What is needed: Beginning with the line below that contains "Optional category for" and ending with the line that contains "compile-time plugin inclusion.", copy every line exactly. Copy nothing else.

Stored data entries:
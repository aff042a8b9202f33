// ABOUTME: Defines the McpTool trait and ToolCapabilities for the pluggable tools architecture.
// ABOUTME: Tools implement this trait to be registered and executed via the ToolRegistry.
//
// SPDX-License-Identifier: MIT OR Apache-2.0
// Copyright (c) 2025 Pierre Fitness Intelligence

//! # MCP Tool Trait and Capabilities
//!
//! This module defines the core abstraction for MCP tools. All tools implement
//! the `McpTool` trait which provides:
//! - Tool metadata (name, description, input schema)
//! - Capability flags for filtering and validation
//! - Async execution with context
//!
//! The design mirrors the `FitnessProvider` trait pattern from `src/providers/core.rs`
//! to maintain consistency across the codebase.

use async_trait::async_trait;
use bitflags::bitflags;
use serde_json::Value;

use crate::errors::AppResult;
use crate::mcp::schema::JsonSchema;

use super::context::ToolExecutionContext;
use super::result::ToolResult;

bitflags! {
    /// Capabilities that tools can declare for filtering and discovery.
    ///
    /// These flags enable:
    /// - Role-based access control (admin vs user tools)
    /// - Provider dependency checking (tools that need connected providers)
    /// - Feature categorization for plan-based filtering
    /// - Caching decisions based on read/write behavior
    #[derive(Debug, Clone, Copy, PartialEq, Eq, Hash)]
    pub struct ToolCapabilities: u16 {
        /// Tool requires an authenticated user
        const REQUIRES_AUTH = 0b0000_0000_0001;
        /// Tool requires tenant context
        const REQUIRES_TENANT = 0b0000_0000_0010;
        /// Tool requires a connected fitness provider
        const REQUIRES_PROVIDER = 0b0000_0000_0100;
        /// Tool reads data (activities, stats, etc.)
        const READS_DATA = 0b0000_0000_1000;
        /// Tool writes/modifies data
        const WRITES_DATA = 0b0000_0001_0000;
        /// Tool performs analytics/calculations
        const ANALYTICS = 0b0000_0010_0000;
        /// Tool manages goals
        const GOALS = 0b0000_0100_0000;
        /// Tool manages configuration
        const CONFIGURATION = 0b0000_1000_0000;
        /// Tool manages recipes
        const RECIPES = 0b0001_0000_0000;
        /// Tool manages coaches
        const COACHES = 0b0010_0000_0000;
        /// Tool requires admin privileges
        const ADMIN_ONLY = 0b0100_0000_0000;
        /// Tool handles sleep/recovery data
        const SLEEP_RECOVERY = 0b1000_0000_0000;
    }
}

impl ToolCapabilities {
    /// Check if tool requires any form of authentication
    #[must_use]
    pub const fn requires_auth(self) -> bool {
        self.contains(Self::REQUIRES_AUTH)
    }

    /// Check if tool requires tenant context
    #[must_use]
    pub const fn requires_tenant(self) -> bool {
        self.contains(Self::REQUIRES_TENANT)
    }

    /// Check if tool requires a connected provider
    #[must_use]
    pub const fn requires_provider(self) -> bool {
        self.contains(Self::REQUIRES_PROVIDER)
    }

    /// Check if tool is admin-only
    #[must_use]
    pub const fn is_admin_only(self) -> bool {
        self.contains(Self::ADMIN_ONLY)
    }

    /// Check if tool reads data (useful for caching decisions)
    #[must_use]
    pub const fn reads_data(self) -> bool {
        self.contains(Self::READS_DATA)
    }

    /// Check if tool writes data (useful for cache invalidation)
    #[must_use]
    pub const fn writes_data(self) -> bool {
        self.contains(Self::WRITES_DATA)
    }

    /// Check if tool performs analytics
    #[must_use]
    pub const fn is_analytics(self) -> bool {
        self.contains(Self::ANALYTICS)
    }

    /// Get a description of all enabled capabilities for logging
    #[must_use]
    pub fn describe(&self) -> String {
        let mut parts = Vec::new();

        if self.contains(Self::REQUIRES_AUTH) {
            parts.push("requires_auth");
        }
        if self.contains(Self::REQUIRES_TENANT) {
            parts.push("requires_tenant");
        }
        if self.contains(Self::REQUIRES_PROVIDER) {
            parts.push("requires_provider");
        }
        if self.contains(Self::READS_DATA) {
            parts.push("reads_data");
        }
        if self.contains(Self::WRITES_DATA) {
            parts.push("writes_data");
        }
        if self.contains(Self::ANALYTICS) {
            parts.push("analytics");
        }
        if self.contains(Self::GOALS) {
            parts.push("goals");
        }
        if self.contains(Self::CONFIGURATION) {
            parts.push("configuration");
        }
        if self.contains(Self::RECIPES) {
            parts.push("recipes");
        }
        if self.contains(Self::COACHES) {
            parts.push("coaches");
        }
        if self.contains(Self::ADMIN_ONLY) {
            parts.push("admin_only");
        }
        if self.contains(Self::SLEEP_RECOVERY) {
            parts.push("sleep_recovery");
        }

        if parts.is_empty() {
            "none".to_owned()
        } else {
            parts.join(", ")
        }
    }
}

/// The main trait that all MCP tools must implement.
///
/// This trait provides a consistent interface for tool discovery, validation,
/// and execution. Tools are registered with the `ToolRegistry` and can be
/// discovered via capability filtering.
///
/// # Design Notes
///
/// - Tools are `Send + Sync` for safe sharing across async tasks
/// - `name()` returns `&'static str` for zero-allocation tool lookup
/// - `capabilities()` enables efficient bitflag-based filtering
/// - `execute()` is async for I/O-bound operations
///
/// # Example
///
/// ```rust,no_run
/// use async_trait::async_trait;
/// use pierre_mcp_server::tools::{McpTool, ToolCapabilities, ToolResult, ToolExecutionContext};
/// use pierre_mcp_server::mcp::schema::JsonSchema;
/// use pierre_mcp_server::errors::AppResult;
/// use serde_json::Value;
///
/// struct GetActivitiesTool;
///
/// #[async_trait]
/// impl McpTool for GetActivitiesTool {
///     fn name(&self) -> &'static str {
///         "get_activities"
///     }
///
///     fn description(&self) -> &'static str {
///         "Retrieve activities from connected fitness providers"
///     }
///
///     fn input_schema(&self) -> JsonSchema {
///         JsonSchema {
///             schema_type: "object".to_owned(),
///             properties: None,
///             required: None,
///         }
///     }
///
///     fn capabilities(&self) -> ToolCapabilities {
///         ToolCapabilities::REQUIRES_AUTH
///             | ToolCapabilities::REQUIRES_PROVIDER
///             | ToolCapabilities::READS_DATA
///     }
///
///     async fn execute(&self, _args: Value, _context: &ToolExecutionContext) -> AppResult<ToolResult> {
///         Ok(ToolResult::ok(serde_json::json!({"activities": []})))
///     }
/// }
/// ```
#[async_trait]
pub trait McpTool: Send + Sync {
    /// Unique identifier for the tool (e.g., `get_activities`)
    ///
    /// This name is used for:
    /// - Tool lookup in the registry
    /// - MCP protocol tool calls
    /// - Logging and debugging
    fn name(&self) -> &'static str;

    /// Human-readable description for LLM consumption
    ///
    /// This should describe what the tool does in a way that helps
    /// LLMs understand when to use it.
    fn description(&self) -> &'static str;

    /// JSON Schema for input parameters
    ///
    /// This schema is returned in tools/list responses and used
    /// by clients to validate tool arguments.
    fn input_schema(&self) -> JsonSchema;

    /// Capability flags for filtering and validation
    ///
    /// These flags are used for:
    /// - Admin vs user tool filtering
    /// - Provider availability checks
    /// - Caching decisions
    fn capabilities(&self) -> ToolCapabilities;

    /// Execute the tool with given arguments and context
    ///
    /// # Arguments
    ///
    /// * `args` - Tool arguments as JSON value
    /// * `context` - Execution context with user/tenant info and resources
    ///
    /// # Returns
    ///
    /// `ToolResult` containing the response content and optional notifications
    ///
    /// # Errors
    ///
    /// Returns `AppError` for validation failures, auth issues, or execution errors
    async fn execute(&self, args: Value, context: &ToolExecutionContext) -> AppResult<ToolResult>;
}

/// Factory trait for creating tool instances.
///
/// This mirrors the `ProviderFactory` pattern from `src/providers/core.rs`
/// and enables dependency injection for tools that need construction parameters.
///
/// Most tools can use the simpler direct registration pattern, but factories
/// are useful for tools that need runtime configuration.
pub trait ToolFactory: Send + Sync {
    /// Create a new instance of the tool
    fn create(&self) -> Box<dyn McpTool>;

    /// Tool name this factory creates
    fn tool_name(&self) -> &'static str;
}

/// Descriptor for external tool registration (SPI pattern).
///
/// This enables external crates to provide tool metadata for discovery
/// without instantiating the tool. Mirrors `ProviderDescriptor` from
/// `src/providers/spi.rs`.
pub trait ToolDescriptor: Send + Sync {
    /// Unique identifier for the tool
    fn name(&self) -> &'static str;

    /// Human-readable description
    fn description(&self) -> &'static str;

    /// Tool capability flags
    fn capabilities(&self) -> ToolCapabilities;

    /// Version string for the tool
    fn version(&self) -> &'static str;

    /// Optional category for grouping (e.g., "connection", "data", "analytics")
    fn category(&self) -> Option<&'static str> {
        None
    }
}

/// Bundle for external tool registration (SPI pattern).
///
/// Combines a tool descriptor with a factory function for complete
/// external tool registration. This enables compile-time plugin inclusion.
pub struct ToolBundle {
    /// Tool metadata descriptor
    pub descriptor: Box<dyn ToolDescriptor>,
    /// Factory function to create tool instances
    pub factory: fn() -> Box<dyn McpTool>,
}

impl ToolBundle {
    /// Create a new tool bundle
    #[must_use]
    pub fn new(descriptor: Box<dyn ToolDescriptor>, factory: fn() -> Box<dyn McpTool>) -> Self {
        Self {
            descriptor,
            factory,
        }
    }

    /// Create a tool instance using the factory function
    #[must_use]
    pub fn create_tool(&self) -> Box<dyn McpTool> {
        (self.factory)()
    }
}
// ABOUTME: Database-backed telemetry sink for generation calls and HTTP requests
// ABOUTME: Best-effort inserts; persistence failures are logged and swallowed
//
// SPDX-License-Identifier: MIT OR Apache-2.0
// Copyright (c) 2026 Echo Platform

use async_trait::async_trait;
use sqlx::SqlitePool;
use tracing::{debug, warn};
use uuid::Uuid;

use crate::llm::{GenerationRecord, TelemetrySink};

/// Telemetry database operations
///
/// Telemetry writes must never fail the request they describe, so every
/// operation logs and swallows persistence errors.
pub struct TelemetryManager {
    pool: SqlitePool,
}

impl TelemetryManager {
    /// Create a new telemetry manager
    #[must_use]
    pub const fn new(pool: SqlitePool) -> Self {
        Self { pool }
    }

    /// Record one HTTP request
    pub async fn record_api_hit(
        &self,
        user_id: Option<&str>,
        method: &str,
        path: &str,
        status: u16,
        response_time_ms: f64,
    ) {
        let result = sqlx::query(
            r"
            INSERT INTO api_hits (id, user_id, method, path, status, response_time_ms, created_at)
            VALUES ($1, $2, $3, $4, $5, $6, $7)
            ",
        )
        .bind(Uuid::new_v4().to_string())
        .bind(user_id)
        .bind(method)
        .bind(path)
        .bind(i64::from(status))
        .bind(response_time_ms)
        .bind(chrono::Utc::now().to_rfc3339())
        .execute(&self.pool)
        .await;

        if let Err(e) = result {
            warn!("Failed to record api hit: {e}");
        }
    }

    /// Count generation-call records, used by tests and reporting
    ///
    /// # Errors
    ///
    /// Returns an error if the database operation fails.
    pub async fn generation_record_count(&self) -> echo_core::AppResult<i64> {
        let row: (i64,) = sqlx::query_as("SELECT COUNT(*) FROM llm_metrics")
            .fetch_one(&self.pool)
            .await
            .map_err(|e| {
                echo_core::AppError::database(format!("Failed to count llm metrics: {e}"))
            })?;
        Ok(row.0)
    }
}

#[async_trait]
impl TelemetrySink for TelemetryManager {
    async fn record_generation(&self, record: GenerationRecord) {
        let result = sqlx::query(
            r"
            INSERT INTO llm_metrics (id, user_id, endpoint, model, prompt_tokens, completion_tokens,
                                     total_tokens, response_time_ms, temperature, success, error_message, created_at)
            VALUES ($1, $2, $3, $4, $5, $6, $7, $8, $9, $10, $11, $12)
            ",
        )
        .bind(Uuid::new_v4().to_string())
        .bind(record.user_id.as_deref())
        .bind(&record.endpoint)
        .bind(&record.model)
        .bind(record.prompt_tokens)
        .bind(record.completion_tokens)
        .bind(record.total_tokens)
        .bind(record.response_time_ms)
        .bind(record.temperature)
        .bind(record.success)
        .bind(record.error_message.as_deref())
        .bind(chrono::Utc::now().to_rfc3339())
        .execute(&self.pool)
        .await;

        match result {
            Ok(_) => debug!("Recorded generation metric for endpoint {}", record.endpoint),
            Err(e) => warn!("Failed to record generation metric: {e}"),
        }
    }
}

Reply to the exercise:
    /// Optional category for grouping (e.g., "connection", "data", "analytics")
    fn category(&self) -> Option<&'static str> {
        None
    }
}

/// Bundle for external tool registration (SPI pattern).
///
/// Combines a tool descriptor with a factory function for complete
/// external tool registration. This enables compile-time plugin inclusion.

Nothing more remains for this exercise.